## [RECORDS TO USE]
►

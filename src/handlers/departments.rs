use actix_web::{HttpResponse, web};
use serde::{Deserialize, Serialize};

use crate::auth::{Capability, RequestContext};
use crate::enums::{Department, ReferralStatus};
use crate::error::ApiError;
use crate::store::referrals::{ReferralCounts, ReferralRow};
use crate::{DbPool, db, store};

use super::{choice, outcome};

#[derive(Debug, Deserialize)]
pub struct TransitionForm {
    pub status: Option<String>,
}

#[derive(Debug, Serialize)]
struct Worklist {
    department: Department,
    referrals: Vec<ReferralRow>,
    counts: ReferralCounts,
}

fn department(name: &str) -> Result<Department, ApiError> {
    name.parse().map_err(|_| ApiError::NotFound("department"))
}

// Handler to show one department's referrals in worklist order
pub async fn worklist(
    pool: web::Data<DbPool>,
    ctx: RequestContext,
    path: web::Path<String>,
) -> Result<HttpResponse, ApiError> {
    let department = department(&path)?;
    ctx.authorize(Capability::WorkDepartment(department))?;

    let (referrals, counts) = db::run(&pool, move |conn| {
        let referrals = store::referrals::worklist(conn, department)?;
        let counts = store::referrals::counts(conn, department)?;
        Ok((referrals, counts))
    })
    .await?;

    Ok(HttpResponse::Ok().json(Worklist { department, referrals, counts }))
}

// Handler to move a referral to its next status
pub async fn transition(
    pool: web::Data<DbPool>,
    ctx: RequestContext,
    path: web::Path<(String, i32)>,
    form: web::Form<TransitionForm>,
) -> Result<HttpResponse, ApiError> {
    let (name, referral_id) = path.into_inner();
    let department = department(&name)?;
    ctx.authorize(Capability::WorkDepartment(department))?;
    let to = choice::<ReferralStatus>(form.status.as_deref(), "Invalid status.")?;

    let moved = db::run(&pool, move |conn| {
        Ok(store::referrals::transition(conn, department, referral_id, to)?)
    })
    .await?;

    if moved {
        tracing::info!(referral_id, %department, status = %to, by = ctx.user_id, "referral status changed");
        Ok(outcome(true, format!("Referral marked {}.", to)))
    } else {
        tracing::warn!(referral_id, %department, status = %to, by = ctx.user_id, "referral transition rejected");
        Ok(outcome(false, "Could not update referral."))
    }
}
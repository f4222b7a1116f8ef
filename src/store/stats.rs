use diesel::prelude::*;
use serde::Serialize;

use crate::enums::{Department, PatientStatus, Role};
use crate::schema::patients;

use super::queue::QueueCounts;
use super::referrals::ReferralCounts;
use super::requests::RequestCounts;
use super::visits::{VisitFilter, VisitRow};

#[derive(Debug, Clone, Default, Serialize)]
pub struct Dashboard {
    pub total_patients: i64,
    pub active_patients: i64,
    pub waiting_patients: i64,
    pub today_visits: i64,
    #[serde(skip_serializing_if = "Option::is_none")]
    pub queue: Option<QueueCounts>,
    #[serde(skip_serializing_if = "Option::is_none")]
    pub referrals: Option<ReferralCounts>,
    #[serde(skip_serializing_if = "Option::is_none")]
    pub lab_requests: Option<RequestCounts>,
    #[serde(skip_serializing_if = "Option::is_none")]
    pub ultrasound_requests: Option<RequestCounts>,
}

#[derive(Debug, Clone, Serialize)]
pub struct AdminDashboard {
    #[serde(flatten)]
    pub overview: Dashboard,
    pub pending_lab_requests: i64,
    pub users: i64,
    pub recent_visits: Vec<VisitRow>,
}

const RECENT_VISITS: i64 = 5;

/// Clinic-wide totals plus the counts relevant to `role`'s own work.
pub fn dashboard(conn: &mut PgConnection, role: Role, user_id: i32) -> QueryResult<Dashboard> {
    let total_patients = patients::table.count().get_result(conn)?;
    let active_patients = patients::table
        .filter(patients::status.eq(PatientStatus::Active))
        .count()
        .get_result(conn)?;

    let mut dashboard = Dashboard {
        total_patients,
        active_patients,
        waiting_patients: super::patients::waiting_count(conn)?,
        today_visits: super::visits::count_today(conn)?,
        ..Dashboard::default()
    };

    match role {
        Role::Doctor => {
            dashboard.queue = Some(super::queue::counts(conn)?);
            dashboard.lab_requests = Some(super::requests::lab_counts(conn, Some(user_id))?);
            dashboard.ultrasound_requests = Some(super::requests::ultrasound_counts(conn, Some(user_id))?);
        }
        Role::Receptionist | Role::Admin => {
            dashboard.queue = Some(super::queue::counts(conn)?);
        }
        Role::Lab => {
            dashboard.referrals = Some(super::referrals::counts(conn, Department::Lab)?);
            dashboard.lab_requests = Some(super::requests::lab_counts(conn, None)?);
        }
        Role::Ultrasound => {
            dashboard.referrals = Some(super::referrals::counts(conn, Department::Ultrasound)?);
            dashboard.ultrasound_requests = Some(super::requests::ultrasound_counts(conn, None)?);
        }
        Role::Emergency => {
            dashboard.referrals = Some(super::referrals::counts(conn, Department::Emergency)?);
        }
    }
    Ok(dashboard)
}

pub fn admin_dashboard(conn: &mut PgConnection, user_id: i32) -> QueryResult<AdminDashboard> {
    let overview = dashboard(conn, Role::Admin, user_id)?;
    let pending_lab_requests = super::requests::lab_counts(conn, None)?.pending;
    let users = super::users::count(conn)?;
    let recent_visits = super::visits::list(
        conn,
        &VisitFilter {
            limit: Some(RECENT_VISITS),
            ..VisitFilter::default()
        },
    )?;
    Ok(AdminDashboard {
        overview,
        pending_lab_requests,
        users,
        recent_visits,
    })
}
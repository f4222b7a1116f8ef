use actix_web::{App, HttpServer, middleware, web};
use anyhow::{Context, Result};
use tracing_subscriber::EnvFilter;

use emr_clinic::config::AppConfig;
use emr_clinic::db;

#[actix_web::main]
async fn main() -> Result<()> {
    let config = AppConfig::from_env()?;

    tracing_subscriber::fmt()
        .with_env_filter(EnvFilter::new(&config.log_filter))
        .init();

    // create db connection pool
    let pool = db::build_pool(&config.database_url, config.pool_size)?;
    {
        let mut conn = pool.get().context("Failed to get a connection for migrations")?;
        db::run_migrations(&mut conn)?;
    }

    let bind = (config.host.clone(), config.port);
    tracing::info!(host = %bind.0, port = bind.1, pool_size = config.pool_size, "starting emr-clinic");

    let pool = web::Data::new(pool);
    let config = web::Data::new(config);
    HttpServer::new(move || {
        App::new()
            .app_data(pool.clone())
            .app_data(config.clone())
            .wrap(middleware::Logger::default())
            .configure(emr_clinic::configure)
    })
    .bind(bind)?
    .run()
    .await?;

    Ok(())
}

◄

## [PROBLEM STATEMENT]
Please copy each record shown above exactly.

## [RESPONSE TO THE TASK]
filename src/handlers/departments.rs
use actix_web::{HttpResponse, web};
use serde::{Deserialize, Serialize};

use crate::auth::{Capability, RequestContext};
use crate::enums::{Department, ReferralStatus};
use crate::error::ApiError;
use crate::store::referrals::{ReferralCounts, ReferralRow};
use crate::{DbPool, db, store};

use super::{choice, outcome};

#[derive(Debug, Deserialize)]
pub struct TransitionForm {
    pub status: Option<String>,
}

#[derive(Debug, Serialize)]
struct Worklist {
    department: Department,
    referrals: Vec<ReferralRow>,
    counts: ReferralCounts,
}

fn department(name: &str) -> Result<Department, ApiError> {
    name.parse().map_err(|_| ApiError::NotFound("department"))
}

// Handler to show one department's referrals in worklist order
pub async fn worklist(
    pool: web::Data<DbPool>,
    ctx: RequestContext,
    path: web::Path<String>,
) -> Result<HttpResponse, ApiError> {
    let department = department(&path)?;
    ctx.authorize(Capability::WorkDepartment(department))?;

    let (referrals, counts) = db::run(&pool, move |conn| {
        let referrals = store::referrals::worklist(conn, department)?;
        let counts = store::referrals::counts(conn, department)?;
        Ok((referrals, counts))
    })
    .await?;

    Ok(HttpResponse::Ok().json(Worklist { department, referrals, counts }))
}

// Handler to move a referral to its next status
pub async fn transition(
    pool: web::Data<DbPool>,
    ctx: RequestContext,
    path: web::Path<(String, i32)>,
    form: web::Form<TransitionForm>,
) -> Result<HttpResponse, ApiError> {
    let (name, referral_id) = path.into_inner();
    let department = department(&name)?;
    ctx.authorize(Capability::WorkDepartment(department))?;
    let to = choice::<ReferralStatus>(form.status.as_deref(), "Invalid status.")?;

    let moved = db::run(&pool, move |conn| {
        Ok(store::referrals::transition(conn, department, referral_id, to)?)
    })
    .await?;

    if moved {
        tracing::info!(referral_id, %department, status = %to, by = ctx.user_id, "referral status changed");
        Ok(outcome(true, format!("Referral marked {}.", to)))
    } else {
        tracing::warn!(referral_id, %department, status = %to, by = ctx.user_id, "referral transition rejected");
        Ok(outcome(false, "Could not update referral."))
    }
}
repository f4222b7a1116f8ef
filename src/store/stats.rs
use diesel::prelude::*;
use serde::Serialize;

use crate::enums::{Department, PatientStatus, Role};
use crate::schema::patients;

use super::queue::QueueCounts;
use super::referrals::ReferralCounts;
use super::requests::RequestCounts;
use super::visits::{VisitFilter, VisitRow};

#[derive(Debug, Clone, Default, Serialize)]
pub struct Dashboard {
    pub total_patients: i64,
    pub active_patients: i64,
    pub waiting_patients: i64,
    pub today_visits: i64,
    #[serde(skip_serializing_if = "Option::is_none")]
    pub queue: Option<QueueCounts>,
    #[serde(skip_serializing_if = "Option::is_none")]
    pub referrals: Option<ReferralCounts>,
    #[serde(skip_serializing_if = "Option::is_none")]
    pub lab_requests: Option<RequestCounts>,
    #[serde(skip_serializing_if = "Option::is_none")]
    pub ultrasound_requests: Option<RequestCounts>,
}

#[derive(Debug, Clone, Serialize)]
pub struct AdminDashboard {
    #[serde(flatten)]
    pub overview: Dashboard,
    pub pending_lab_requests: i64,
    pub users: i64,
    pub recent_visits: Vec<VisitRow>,
}

const RECENT_VISITS: i64 = 5;

/// Clinic-wide totals plus the counts relevant to `role`'s own work.
pub fn dashboard(conn: &mut PgConnection, role: Role, user_id: i32) -> QueryResult<Dashboard> {
    let total_patients = patients::table.count().get_result(conn)?;
    let active_patients = patients::table
        .filter(patients::status.eq(PatientStatus::Active))
        .count()
        .get_result(conn)?;

    let mut dashboard = Dashboard {
        total_patients,
        active_patients,
        waiting_patients: super::patients::waiting_count(conn)?,
        today_visits: super::visits::count_today(conn)?,
        ..Dashboard::default()
    };

    match role {
        Role::Doctor => {
            dashboard.queue = Some(super::queue::counts(conn)?);
            dashboard.lab_requests = Some(super::requests::lab_counts(conn, Some(user_id))?);
            dashboard.ultrasound_requests = Some(super::requests::ultrasound_counts(conn, Some(user_id))?);
        }
        Role::Receptionist | Role::Admin => {
            dashboard.queue = Some(super::queue::counts(conn)?);
        }
        Role::Lab => {
            dashboard.referrals = Some(super::referrals::counts(conn, Department::Lab)?);
            dashboard.lab_requests = Some(super::requests::lab_counts(conn, None)?);
        }
        Role::Ultrasound => {
            dashboard.referrals = Some(super::referrals::counts(conn, Department::Ultrasound)?);
            dashboard.ultrasound_requests = Some(super::requests::ultrasound_counts(conn, None)?);
        }
        Role::Emergency => {
            dashboard.referrals = Some(super::referrals::counts(conn, Department::Emergency)?);
        }
    }
    Ok(dashboard)
}

pub fn admin_dashboard(conn: &mut PgConnection, user_id: i32) -> QueryResult<AdminDashboard> {
    let overview = dashboard(conn, Role::Admin, user_id)?;
    let pending_lab_requests = super::requests::lab_counts(conn, None)?.pending;
    let users = super::users::count(conn)?;
    let recent_visits = super::visits::list(
        conn,
        &VisitFilter {
            limit: Some(RECENT_VISITS),
            ..VisitFilter::default()
        },
    )?;
    Ok(AdminDashboard {
        overview,
        pending_lab_requests,
        users,
        recent_visits,
    })
}
repository f4222b7a1116f8ef
use actix_web::{App, HttpServer, middleware, web};
use anyhow::{Context, Result};
use tracing_subscriber::EnvFilter;

use emr_clinic::config::AppConfig;
use emr_clinic::db;

#[actix_web::main]
async fn main() -> Result<()> {
    let config = AppConfig::from_env()?;

    tracing_subscriber::fmt()
        .with_env_filter(EnvFilter::new(&config.log_filter))
        .init();

    // create db connection pool
    let pool = db::build_pool(&config.database_url, config.pool_size)?;
    {
        let mut conn = pool.get().context("Failed to get a connection for migrations")?;
        db::run_migrations(&mut conn)?;
    }

    let bind = (config.host.clone(), config.port);
    tracing::info!(host = %bind.0, port = bind.1, pool_size = config.pool_size, "starting emr-clinic");

    let pool = web::Data::new(pool);
    let config = web::Data::new(config);
    HttpServer::new(move || {
        App::new()
            .app_data(pool.clone())
            .app_data(config.clone())
            .wrap(middleware::Logger::default())
            .configure(emr_clinic::configure)
    })
    .bind(bind)?
    .run()
    .await?;

    Ok(())
}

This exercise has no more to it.